■ Prompt
Answer with a single number: the count of lines below that hold "active".

..........

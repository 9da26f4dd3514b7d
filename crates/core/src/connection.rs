use crate::device::{DeviceLink, ToyHandle};
use crate::error::ConnectError;
use crate::events::EventBus;
use std::sync::{Arc, Mutex};
use tokio::sync::watch;

/// Connection lifecycle of the single physical toy.
#[derive(Debug, Clone, Copy, PartialEq, Eq)]
pub enum ConnectionState {
    Disconnected,
    Scanning,
    Connecting,
    Connected,
    Disconnecting,
}

struct Inner {
    state: ConnectionState,
    candidates: Vec<ToyHandle>,
    toy: Option<ToyHandle>,
}

/// Owns the connection identity and all transitions. Commands are accepted
/// by the dispatcher iff this reports `Connected`, which it publishes on a
/// `watch` channel so the dispatcher can check without taking the lock.
pub struct ConnectionManager {
    link: Arc<dyn DeviceLink>,
    events: EventBus,
    inner: Mutex<Inner>,
    connected_tx: watch::Sender<bool>,
}

impl ConnectionManager {
    pub fn new(link: Arc<dyn DeviceLink>, events: EventBus) -> Arc<Self> {
        let (connected_tx, _) = watch::channel(false);
        Arc::new(Self {
            link,
            events,
            inner: Mutex::new(Inner {
                state: ConnectionState::Disconnected,
                candidates: Vec::new(),
                toy: None,
            }),
            connected_tx,
        })
    }

    pub fn state(&self) -> ConnectionState {
        self.inner.lock().expect("connection lock poisoned").state
    }

    pub fn connected(&self) -> bool {
        self.state() == ConnectionState::Connected
    }

    pub fn watch_connected(&self) -> watch::Receiver<bool> {
        self.connected_tx.subscribe()
    }

    pub fn toy_name(&self) -> Option<String> {
        self.inner
            .lock()
            .expect("connection lock poisoned")
            .toy
            .as_ref()
            .map(|t| t.name.clone())
    }

    /// Scan for toys. Populates the candidate list and always returns the
    /// state machine to `Disconnected`; a scan never changes whether we are
    /// connected.
    pub async fn scan(&self) -> Result<Vec<ToyHandle>, ConnectError> {
        {
            let mut inner = self.inner.lock().expect("connection lock poisoned");
            match inner.state {
                ConnectionState::Disconnected => inner.state = ConnectionState::Scanning,
                ConnectionState::Connecting => return Err(ConnectError::AlreadyConnecting),
                ConnectionState::Connected => return Err(ConnectError::AlreadyConnected),
                ConnectionState::Scanning | ConnectionState::Disconnecting => {
                    return Err(ConnectError::Busy);
                }
            }
        }

        self.events.status("Scanning for Sphero toys...");
        let result = self.link.scan().await;

        let mut inner = self.inner.lock().expect("connection lock poisoned");
        inner.state = ConnectionState::Disconnected;
        match result {
            Ok(toys) => {
                inner.candidates = toys.clone();
                drop(inner);
                self.events
                    .scan_results(toys.iter().map(|t| t.name.clone()).collect());
                if toys.is_empty() {
                    self.events.status("No Sphero toys found.");
                    self.events.connection(false);
                }
                Ok(toys)
            }
            Err(e) => {
                drop(inner);
                tracing::warn!("scan failed: {e}");
                self.events.status(format!("Scan failed: {e}"));
                Err(ConnectError::ScanFailed(e.to_string()))
            }
        }
    }

    /// Connect to a previously scanned candidate. Only one attempt may be in
    /// flight; requests made while connecting or connected are rejected.
    pub async fn connect_index(&self, index: usize) -> Result<(), ConnectError> {
        let toy = {
            let mut inner = self.inner.lock().expect("connection lock poisoned");
            match inner.state {
                ConnectionState::Disconnected => {}
                ConnectionState::Connecting => return Err(ConnectError::AlreadyConnecting),
                ConnectionState::Connected => return Err(ConnectError::AlreadyConnected),
                ConnectionState::Scanning | ConnectionState::Disconnecting => {
                    return Err(ConnectError::Busy);
                }
            }
            let toy = inner
                .candidates
                .get(index)
                .cloned()
                .ok_or(ConnectError::UnknownToy(index))?;
            inner.state = ConnectionState::Connecting;
            toy
        };

        self.events.status(format!("Found {}. Connecting...", toy.name));
        tracing::info!("attempting to connect to {}", toy.name);

        match self.link.connect(&toy).await {
            Ok(()) => {
                {
                    let mut inner = self.inner.lock().expect("connection lock poisoned");
                    inner.state = ConnectionState::Connected;
                    inner.toy = Some(toy.clone());
                }
                self.connected_tx.send_replace(true);
                self.events.connection(true);
                self.events.status(format!("Connected to {}!", toy.name));
                Ok(())
            }
            Err(e) => {
                self.inner.lock().expect("connection lock poisoned").state =
                    ConnectionState::Disconnected;
                self.connected_tx.send_replace(false);
                tracing::error!("connection to {} failed: {e}", toy.name);
                self.events.connection(false);
                self.events.status(format!("Connection error: {e}"));
                Err(ConnectError::Driver(e.to_string()))
            }
        }
    }

    /// Disconnect and reset local state. Always succeeds from the state
    /// machine's perspective, even if the driver call errors; local state
    /// must never get stuck in `Disconnecting`.
    pub async fn disconnect(&self) {
        {
            let mut inner = self.inner.lock().expect("connection lock poisoned");
            if inner.state == ConnectionState::Disconnected {
                drop(inner);
                self.events.status("Not connected to any Sphero");
                return;
            }
            inner.state = ConnectionState::Disconnecting;
        }

        if let Err(e) = self.link.disconnect().await {
            tracing::warn!("driver error while disconnecting (state reset anyway): {e}");
        }

        {
            let mut inner = self.inner.lock().expect("connection lock poisoned");
            inner.state = ConnectionState::Disconnected;
            inner.toy = None;
        }
        self.connected_tx.send_replace(false);
        self.events.connection(false);
        self.events.status("Disconnected from Sphero");
    }

    /// Unsolicited link loss reported by the adapter. Resets to
    /// `Disconnected` and returns whether a transition actually happened so
    /// the orchestrator can stop dependent producers exactly once.
    pub fn on_link_lost(&self) -> bool {
        let lost = {
            let mut inner = self.inner.lock().expect("connection lock poisoned");
            if inner.state == ConnectionState::Connected {
                inner.state = ConnectionState::Disconnected;
                inner.toy = None;
                true
            } else {
                false
            }
        };
        if lost {
            self.connected_tx.send_replace(false);
            tracing::warn!("link to the toy was lost");
            self.events.connection(false);
            self.events.status("Connection to Sphero lost");
        }
        lost
    }

    /// Scan and connect to the first toy found, unless already connected.
    /// Triggered when a UI client attaches, mirroring the original
    /// auto-connect behavior.
    pub async fn auto_connect(&self) {
        if self.connected() {
            self.events.connection(true);
            if let Some(name) = self.toy_name() {
                self.events.status(format!("Already connected to {name}"));
            }
            return;
        }

        let toys = match self.scan().await {
            Ok(toys) => toys,
            // Another attempt is already in progress, or the scan failed;
            // either way it has been reported.
            Err(_) => return,
        };
        if toys.is_empty() {
            return;
        }
        let _ = self.connect_index(0).await;
    }
}
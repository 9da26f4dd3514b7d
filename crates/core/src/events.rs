use tokio::sync::broadcast;

/// Status events fanned out to every connected UI client.
#[derive(Debug, Clone, PartialEq, serde::Serialize, serde::Deserialize)]
#[serde(tag = "type", rename_all = "snake_case")]
pub enum Event {
    Status { message: String },
    ConnectionStatus { connected: bool },
    ScanResults { toys: Vec<String> },
    RandomMovementStatus { active: bool },
    VoiceStatus { message: String },
}

/// Broadcast fanout for status events. Sending never fails from the
/// producer's point of view; with no UI clients attached the events are
/// simply dropped.
#[derive(Clone)]
pub struct EventBus {
    tx: broadcast::Sender<Event>,
}

impl EventBus {
    pub fn new(capacity: usize) -> Self {
        let (tx, _) = broadcast::channel(capacity);
        Self { tx }
    }

    pub fn subscribe(&self) -> broadcast::Receiver<Event> {
        self.tx.subscribe()
    }

    pub fn emit(&self, event: Event) {
        tracing::debug!(?event, "fanout");
        let _ = self.tx.send(event);
    }

    pub fn status(&self, message: impl Into<String>) {
        self.emit(Event::Status {
            message: message.into(),
        });
    }

    pub fn connection(&self, connected: bool) {
        self.emit(Event::ConnectionStatus { connected });
    }

    pub fn scan_results(&self, toys: Vec<String>) {
        self.emit(Event::ScanResults { toys });
    }

    pub fn random_movement(&self, active: bool) {
        self.emit(Event::RandomMovementStatus { active });
    }

    pub fn voice(&self, message: impl Into<String>) {
        self.emit(Event::VoiceStatus {
            message: message.into(),
        });
    }
}

#[cfg(test)]
mod tests {
    use super::*;

    #[tokio::test]
    async fn events_reach_subscribers() {
        let bus = EventBus::new(8);
        let mut rx = bus.subscribe();
        bus.connection(true);
        assert_eq!(rx.recv().await.unwrap(), Event::ConnectionStatus { connected: true });
    }

    #[test]
    fn emitting_without_subscribers_is_fine() {
        let bus = EventBus::new(8);
        bus.status("nobody is listening");
    }

    #[test]
    fn events_serialize_with_type_tag() {
        let json = serde_json::to_value(Event::RandomMovementStatus { active: false }).unwrap();
        assert_eq!(json["type"], "random_movement_status");
        assert_eq!(json["active"], false);
    }
}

..........

■ Task solution
5